The TTB Label Verifier is designed with a fail-open architecture that prioritizes availability and rapid recovery over completeness. The system can operate in degraded mode with reduced capabilities rather than failing completely.
Traditional approach (fail-closed):
- Application won't start until all dependencies are available
- Long initialization times (15-20 minutes)
- Single point of failure (Ollama model download)
- Poor user experience during deployment
Our approach (fail-open):
- Application starts immediately with available backends
- Fast RTO: 2-3 minutes to operational
- Graceful degradation when Ollama unavailable
- Progressive enhancement as capabilities come online
When: Ollama model not yet downloaded or unavailable
Capabilities:
- ✅ Ollama OCR available (~10 seconds per image)

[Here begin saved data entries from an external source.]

//! Mirror download service.
//!
//! A mirror is a secondary, non-publisher source that serves a paper's PDF
//! given a DOI-style locator. The Sci-Hub style mirror answers either with the
//! PDF itself or with an HTML page embedding it.

use async_trait::async_trait;
use regex::Regex;
use reqwest::header::CONTENT_TYPE;
use scraper::{Html, Selector};
use std::path::PathBuf;
use std::sync::OnceLock;
use url::Url;

use super::{download_to, is_binary_content_type, write_unique, DownloadError};
use crate::utils::HttpClient;

/// Elements that carry the embedded PDF on a mirror landing page
const PDF_SELECTORS: &[&str] = &[
    "embed#pdf",
    "iframe#pdf",
    "#pdf embed",
    "#pdf iframe",
    "embed[type=\"application/pdf\"]",
];

/// Fetches a paper by locator from a mirror service
#[async_trait]
pub trait MirrorDownloader: Send + Sync + std::fmt::Debug {
    /// Download the paper identified by `locator` and return the local path.
    async fn fetch(&self, locator: &str) -> Result<PathBuf, DownloadError>;
}

/// Sci-Hub style mirror
#[derive(Debug, Clone)]
pub struct SciHubMirror {
    client: HttpClient,
    base_url: String,
    directory: PathBuf,
}

impl SciHubMirror {
    pub fn new(client: HttpClient, base_url: &str, directory: impl Into<PathBuf>) -> Self {
        Self {
            client,
            base_url: base_url.trim_end_matches('/').to_string(),
            directory: directory.into(),
        }
    }
}

#[async_trait]
impl MirrorDownloader for SciHubMirror {
    async fn fetch(&self, locator: &str) -> Result<PathBuf, DownloadError> {
        let page_url = format!("{}/{}", self.base_url, locator);
        tracing::debug!("Requesting mirror copy: {}", page_url);

        let response = self.client.get(&page_url).send().await?;

        if response.status() == reqwest::StatusCode::NOT_FOUND {
            return Err(DownloadError::MirrorNotFound(locator.to_string()));
        }
        if !response.status().is_success() {
            return Err(DownloadError::Status {
                url: page_url,
                status: response.status().as_u16(),
            });
        }

        let content_type = response
            .headers()
            .get(CONTENT_TYPE)
            .and_then(|v| v.to_str().ok())
            .map(str::to_string);

        let path = if is_binary_content_type(content_type.as_deref()) {
            let bytes = response.bytes().await?;
            write_unique(&self.directory, &bytes).await?
        } else {
            let html = response.text().await?;
            let src = find_pdf_src(&html)
                .ok_or_else(|| DownloadError::MirrorNotFound(locator.to_string()))?;
            let pdf_url = resolve_src(&page_url, &src)
                .ok_or_else(|| DownloadError::MirrorNotFound(locator.to_string()))?;
            download_to(&self.client, &pdf_url, &self.directory).await?
        };

        ensure_materialized(path, locator).await
    }
}

/// The file must exist and be non-empty to count as a download
async fn ensure_materialized(path: PathBuf, locator: &str) -> Result<PathBuf, DownloadError> {
    match tokio::fs::metadata(&path).await {
        Ok(meta) if meta.len() > 0 => Ok(path),
        _ => {
            let _ = tokio::fs::remove_file(&path).await;
            Err(DownloadError::MirrorNotFound(locator.to_string()))
        }
    }
}

/// Locate the embedded PDF's `src` on a mirror page
pub fn find_pdf_src(html: &str) -> Option<String> {
    let document = Html::parse_document(html);

    PDF_SELECTORS
        .iter()
        .filter_map(|s| Selector::parse(s).ok())
        .find_map(|selector| {
            document
                .select(&selector)
                .filter_map(|el| el.value().attr("src"))
                .map(str::trim)
                .find(|src| !src.is_empty())
                .map(str::to_string)
        })
}

/// Resolve an embed `src` against the page it came from, dropping the
/// viewer fragment (`#view=FitH` and the like).
fn resolve_src(page_url: &str, src: &str) -> Option<String> {
    let src = src.split('#').next().unwrap_or(src);
    let base = Url::parse(page_url).ok()?;
    base.join(src).ok().map(String::from)
}

fn doi_pattern() -> &'static Regex {
    static DOI: OnceLock<Regex> = OnceLock::new();
    DOI.get_or_init(|| Regex::new(r"10\.\d{4,9}/[^\s?#&]+").expect("valid DOI pattern"))
}

/// The mirror locator for a paper link: its DOI when the link contains one,
/// otherwise the link itself.
pub fn locator_for(link: &str) -> String {
    doi_pattern()
        .find(link)
        .map(|m| m.as_str().trim_end_matches(['.', '/']).to_string())
        .unwrap_or_else(|| link.to_string())
}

- ✅ All validation endpoints functional
- ✅ Batch processing works
- ❌ Higher accuracy AI analysis not available
Health Status:
{
"status": "degraded",
"backends": {
"ollama": {"available": false, "error": "Model 'llama3.2-vision' not found"}
},
"capabilities": {
"ocr_backends": [],
"degraded_mode": true
}
}When: All backends available
Capabilities:
- ✅ Ollama OCR (high accuracy)
- ✅ Users can choose backend per request
- ✅ All features operational
Health Status:
{
"status": "healthy",
"backends": {
"ollama": {"available": true, "error": null}
},
"capabilities": {
"ocr_backends": ["ollama"],
"degraded_mode": false
}
}- FastAPI web framework
- Health endpoint (
GET /health) - Returns system status - Verify endpoint (
POST /verify) - Single label verification - Batch endpoint (
POST /verify/batch) - Multi-label verification - Error handling - Returns 503 with Retry-After when Ollama requested but unavailable
- Ollama Backend - Lazy initialization, high accuracy (~10s), requires model download
- Brand name validation (fuzzy matching, 90% threshold)
- ABV validation (product-specific tolerances)
- Net contents validation (volume extraction)
- Government warning validation (exact format matching)
- Bottler information extraction
Timeline:
T+0:00 Instance launched
T+0:30 Docker installed
T+1:00 Ollama container started
T+2:00 Verifier app deployed (DEGRADED MODE) ✅ Traffic served
T+2:01 Background model download begins
T+10:00 Model download completes
T+10:30 Ollama backend available (FULL CAPABILITY) ✅
Key Features:
- Non-blocking deployment - App deploys immediately, doesn't wait for model
- Background download - 6.7 GB model downloads in parallel with traffic serving
- Self-healing - If model not in S3, downloads from Ollama and exports to S3
- Space-aware - Uses
/homeinstead of/tmpfor large file downloads
- Application Load Balancer - HTTPS termination, health checks
- EC2 t3.medium - Docker host (2 vCPU, 4 GB RAM, 50 GB disk)
- Docker Compose - Container orchestration
- S3 - Model artifact storage for fast recovery
- SSM - Remote access without SSH keys
- ACM - TLS certificate management
| Scenario | Old Design | New Design | Improvement |
|---|---|---|---|
| Cold start (no S3 model) | 15-20 min | 2-3 min (degraded) | 87% faster |
| Warm start (S3 model exists) | 8-10 min | 2-3 min (degraded) | 75% faster |
| Full capability | 15-20 min | 10-12 min (full) | 40% faster |
| Backend | Speed | Accuracy | Use Case |
|---|---|---|---|
| Ollama | ~10s | Excellent | High-accuracy requirements, edge cases |
Endpoint: GET /health
Purpose: Single source of truth for system status
Used by: ALB health checks, monitoring systems, operators
Response Fields:
status: Overall system health (healthy,degraded)backends: Per-backend availability and errorscapabilities: Available OCR backends and mode
- Application logs: Docker container stdout/stderr
- Model download logs:
/var/log/ollama-model-download.log - System logs: CloudWatch via SSM agent (optional)
Critical Metrics:
- Health endpoint status (should be 200, may show
degraded) - Response time percentiles (p50, p95, p99)
- Error rates by endpoint
- Backend availability (Ollama should always be 100%)
Alerts:
- Ollama unavailable >1 hour (warning - prolonged degradation)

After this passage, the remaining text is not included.